Nils Bundgaard (1), Ana de Vera (2), Catherine Dutreix (2), Daniel Kaschek (1)
(1) IntiQuan AG, Basel, Switzerland; (2) Santhera AG, Pratteln, Switzerland
Objectives:
Vamorolone (Agamree) is a synthetic steroidal drug approved for the treatment of Duchenne Muscular Dystrophy (DMD), a life-threatening genetic disease occurring in around 1:3600-6000 children. Most patients exhibit a physical deterioration starting around five years of age and are unable to walk by the age of twelve. Vamorolone was studied in five clinical studies assessing a dose range between 0.1-20 mg/kg/day and investigating the impact of selected covariates, including formulation, prandial state, and hepatic impairment. The effect of vamorolone on disease progression was assessed in patients between four to seven years of age considering doses between 0.25-6 mg/kg/day. The three main efficacy endpoints considered to assess disease progression were NSAA total score (17-item test) [1], six-minute walking distance, and time to stand velocity.
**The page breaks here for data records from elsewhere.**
use crate::database::MongoDB;
use crate::middleware::auth::current_user;
use crate::services::deck_service;
use crate::services::deck_service::{
    AddDeckCardRequest, CreateDeckRequest, SetCommanderRequest, UpdateDeckCardRequest,
    UpdateDeckRequest,
};
use crate::utils::TtlCache;
use actix_web::{web, HttpRequest, HttpResponse};

pub async fn list_decks(db: web::Data<MongoDB>, req: HttpRequest) -> HttpResponse {
    let user = match current_user(&req) {
        Ok(user) => user,
        Err(e) => return e.to_response(),
    };
    log::info!("🎴 GET /api/decks - {}", user.user_id);

    match deck_service::list_decks(&db, &user.user_id).await {
        Ok(decks) => HttpResponse::Ok().json(serde_json::json!({
            "success": true,
            "count": decks.len(),
            "data": decks
        })),
        Err(e) => e.to_response(),
    }
}

pub async fn create_deck(
    db: web::Data<MongoDB>,
    req: HttpRequest,
    request: web::Json<CreateDeckRequest>,
) -> HttpResponse {
    let user = match current_user(&req) {
        Ok(user) => user,
        Err(e) => return e.to_response(),
    };
    log::info!("🎴 POST /api/decks - {} ({})", request.name, user.user_id);

    match deck_service::create_deck(&db, &user.user_id, &request).await {
        Ok(deck) => HttpResponse::Created().json(serde_json::json!({
            "success": true,
            "data": deck
        })),
        Err(e) => e.to_response(),
    }
}

pub async fn get_deck(
    db: web::Data<MongoDB>,
    req: HttpRequest,
    path: web::Path<String>,
) -> HttpResponse {
    let user = match current_user(&req) {
        Ok(user) => user,
        Err(e) => return e.to_response(),
    };
    let id = path.into_inner();

    match deck_service::get_deck(&db, &id, &user.user_id).await {
        Ok(deck) => HttpResponse::Ok().json(serde_json::json!({
            "success": true,
            "data": deck
        })),
        Err(e) => e.to_response(),
    }
}

pub async fn update_deck(
    db: web::Data<MongoDB>,
    req: HttpRequest,
    path: web::Path<String>,
    request: web::Json<UpdateDeckRequest>,
) -> HttpResponse {
    let user = match current_user(&req) {
        Ok(user) => user,
        Err(e) => return e.to_response(),
    };
    let id = path.into_inner();
    log::info!("✏️ PUT /api/decks/{} - {}", id, user.user_id);

    match deck_service::update_deck(&db, &id, &user.user_id, &request).await {
        Ok(deck) => HttpResponse::Ok().json(serde_json::json!({
            "success": true,
            "data": deck
        })),
        Err(e) => e.to_response(),
    }
}

pub async fn delete_deck(
    db: web::Data<MongoDB>,
    req: HttpRequest,
    path: web::Path<String>,
) -> HttpResponse {
    let user = match current_user(&req) {
        Ok(user) => user,
        Err(e) => return e.to_response(),
    };
    let id = path.into_inner();
    log::info!("🗑️ DELETE /api/decks/{} - {}", id, user.user_id);

    match deck_service::delete_deck(&db, &id, &user.user_id).await {
        Ok(()) => HttpResponse::Ok().json(serde_json::json!({
            "success": true,
            "message": "Deck deleted"
        })),
        Err(e) => e.to_response(),
    }
}

#[utoipa::path(
    post,
    path = "/api/decks/{id}/cards",
    tag = "Decks",
    request_body = AddDeckCardRequest,
    responses(
        (status = 200, description = "Card added after legality checks"),
        (status = 400, description = "Card is banned, off-color, or over a limit"),
        (status = 403, description = "Not the deck owner")
    ),
    security(("bearer_auth" = []))
)]
pub async fn add_card(
    db: web::Data<MongoDB>,
    cache: web::Data<TtlCache>,
    req: HttpRequest,
    path: web::Path<String>,
    request: web::Json<AddDeckCardRequest>,
) -> HttpResponse {
    let user = match current_user(&req) {
        Ok(user) => user,
        Err(e) => return e.to_response(),
    };
    let id = path.into_inner();
    log::info!("➕ POST /api/decks/{}/cards - card {}", id, request.card_id);

    match deck_service::add_card(&db, &cache, &id, &user.user_id, &request).await {
        Ok(deck) => HttpResponse::Ok().json(serde_json::json!({
            "success": true,
            "data": deck
        })),
        Err(e) => e.to_response(),
    }
}

pub async fn update_card(
    db: web::Data<MongoDB>,
    req: HttpRequest,
    path: web::Path<(String, String)>,
    request: web::Json<UpdateDeckCardRequest>,
) -> HttpResponse {
    let user = match current_user(&req) {
        Ok(user) => user,
        Err(e) => return e.to_response(),
    };
    let (id, card_id) = path.into_inner();
    log::info!("✏️ PUT /api/decks/{}/cards/{}", id, card_id);

    match deck_service::update_card(&db, &id, &user.user_id, &card_id, &request).await {
        Ok(deck) => HttpResponse::Ok().json(serde_json::json!({
            "success": true,
            "data": deck
        })),
        Err(e) => e.to_response(),
    }
}

pub async fn remove_card(
    db: web::Data<MongoDB>,
    req: HttpRequest,
    path: web::Path<(String, String)>,
) -> HttpResponse {
    let user = match current_user(&req) {
        Ok(user) => user,
        Err(e) => return e.to_response(),
    };
    let (id, card_id) = path.into_inner();
    log::info!("🗑️ DELETE /api/decks/{}/cards/{}", id, card_id);

    match deck_service::remove_card(&db, &id, &user.user_id, &card_id).await {
        Ok(deck) => HttpResponse::Ok().json(serde_json::json!({
            "success": true,
            "data": deck
        })),
        Err(e) => e.to_response(),
    }
}

pub async fn set_commander(
    db: web::Data<MongoDB>,
    cache: web::Data<TtlCache>,
    req: HttpRequest,
    path: web::Path<String>,
    request: web::Json<SetCommanderRequest>,
) -> HttpResponse {
    let user = match current_user(&req) {
        Ok(user) => user,
        Err(e) => return e.to_response(),
    };
    let id = path.into_inner();
    log::info!("👑 PUT /api/decks/{}/commander - card {}", id, request.card_id);

    match deck_service::set_commander(&db, &cache, &id, &user.user_id, &request).await {
        Ok(deck) => HttpResponse::Ok().json(serde_json::json!({
            "success": true,
            "data": deck
        })),
        Err(e) => e.to_response(),
    }
}

pub async fn clone_deck(
    db: web::Data<MongoDB>,
    req: HttpRequest,
    path: web::Path<String>,
) -> HttpResponse {
    let user = match current_user(&req) {
        Ok(user) => user,
        Err(e) => return e.to_response(),
    };
    let id = path.into_inner();
    log::info!("📋 POST /api/decks/{}/clone - {}", id, user.user_id);

    match deck_service::clone_deck(&db, &id, &user.user_id).await {
        Ok(deck) => HttpResponse::Created().json(serde_json::json!({
            "success": true,
            "data": deck
        })),
        Err(e) => e.to_response(),
    }
}

#[utoipa::path(
    get,
    path = "/api/decks/{id}/validate",
    tag = "Decks",
    responses(
        (status = 200, description = "Legality report for the deck's format"),
        (status = 404, description = "Deck not found")
    ),
    security(("bearer_auth" = []))
)]
pub async fn validate_deck(
    db: web::Data<MongoDB>,
    req: HttpRequest,
    path: web::Path<String>,
) -> HttpResponse {
    let user = match current_user(&req) {
        Ok(user) => user,
        Err(e) => return e.to_response(),
    };
    let id = path.into_inner();
    log::info!("⚖️ GET /api/decks/{}/validate", id);

    match deck_service::validate_deck(&db, &id, &user.user_id).await {
        Ok(report) => HttpResponse::Ok().json(serde_json::json!({
            "success": true,
            "data": report
        })),
        Err(e) => e.to_response(),
    }
}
In this work, the dose-exposure-efficacy relationship was assessed to support the selection of the optimal clinical dose, in the light of the generally high variability in disease progression and constrained by safety marker response.
Methods:
The dose-concentration relationship of vamorolone was previously described by a one compartmental distribution model with sequential 0-order and 1st-order absorption and linear elimination clearance [2]. The model was updated with data from n=117 patients (pediatrics) and n=126 healthy volunteers (adults) to assess the influence of additional covariates including formulation and prandial state, and support extrapolation to younger age groups. The overlaying effects of disease progression and treatment on efficacy endpoints complicated the assessment of impact of long-term (>6 months) treatment in DMD patients. Informed by functional efficacy data over 48 weeks in n=152 patients (4-7 years of age) treated with vamorolone or placebo, exposure-response modeling using a sigmoid Emax model was conducted to investigate the treatment effect of vamorolone compared to placebo. Here, disease progression and the influence of baseline characteristics on efficacy including age, previous treatment, and disease severity were considered. Finally, the selected model was used to simulate different age-brackets of interest over a dose range of 2-6 mg/kg/day to identify an efficacious dose.
Results:
Vamorolone exhibited dose-proportional PK and no accumulation after two weeks of treatment at the tested dose range. The population PK model of vamorolone was updated to include body weight based allometric scaling on absorption and clearance and covariate effects of race, hepatic function, prandial state, and formulation. Interestingly, flip-flop kinetics were identified, where the elimination of vamorolone was limited by the absorption rate rather than the elimination rate [3]. Clinically, DMD patients are defined by onset of symptoms by the age of 5 years and, historically, loss of ambulation before 12 years of age. Disease progression over 48 weeks as characterized by the change from baseline in NSAA total score, six-minute walking distance, and time to stand velocity, was described by time-dependent processes following an approximately parabolic progression. The treatment effect on the different endpoints over time was characterized via sigmoidal exposure-response models including placebo response. Treatment was found to impact the speed of disease progression and age at which the functional endpoints reached their maximum. The predicted placebo-corrected efficacy showed that a similar one-year treatment effect of about 5 points was to be expected for vamorolone doses of 2, 4, and 6 mg/kg/day when considering NSAA. Also, the six-minute walk test and time to stand velocity showed a distinguished effect from placebo, indicating, however, an increase in efficacy with increasing doses between 2 and 6 mg/kg/day.
Conclusions:
Disease progression was found to be highly individual and the determining factor in the expected treatment effect. After accounting for disease progression, treatment with vamorolone at doses of 2-6 mg/kg/day indicated a marked effect on efficacy endpoints compared to placebo across all age groups (4, 5, 6-7 years). Overall, the analysis supported treatment with an initial dose of 6 mg/kg/day and potential down titration to 4 or 2 mg/kg/day, based on safety markers.
References:
[1] Scott E, Eagle M, Mayhew A, Freeman J, Main M, Sheehan J, Manzur A, Muntoni F, North Star Clinical Network for Paediatric Neuromuscular Disease. Development of a functional assessment scale for ambulatory boys with Duchenne muscular dystrophy. Physiotherapy Research International. 2012 Jun;17(2):101-9.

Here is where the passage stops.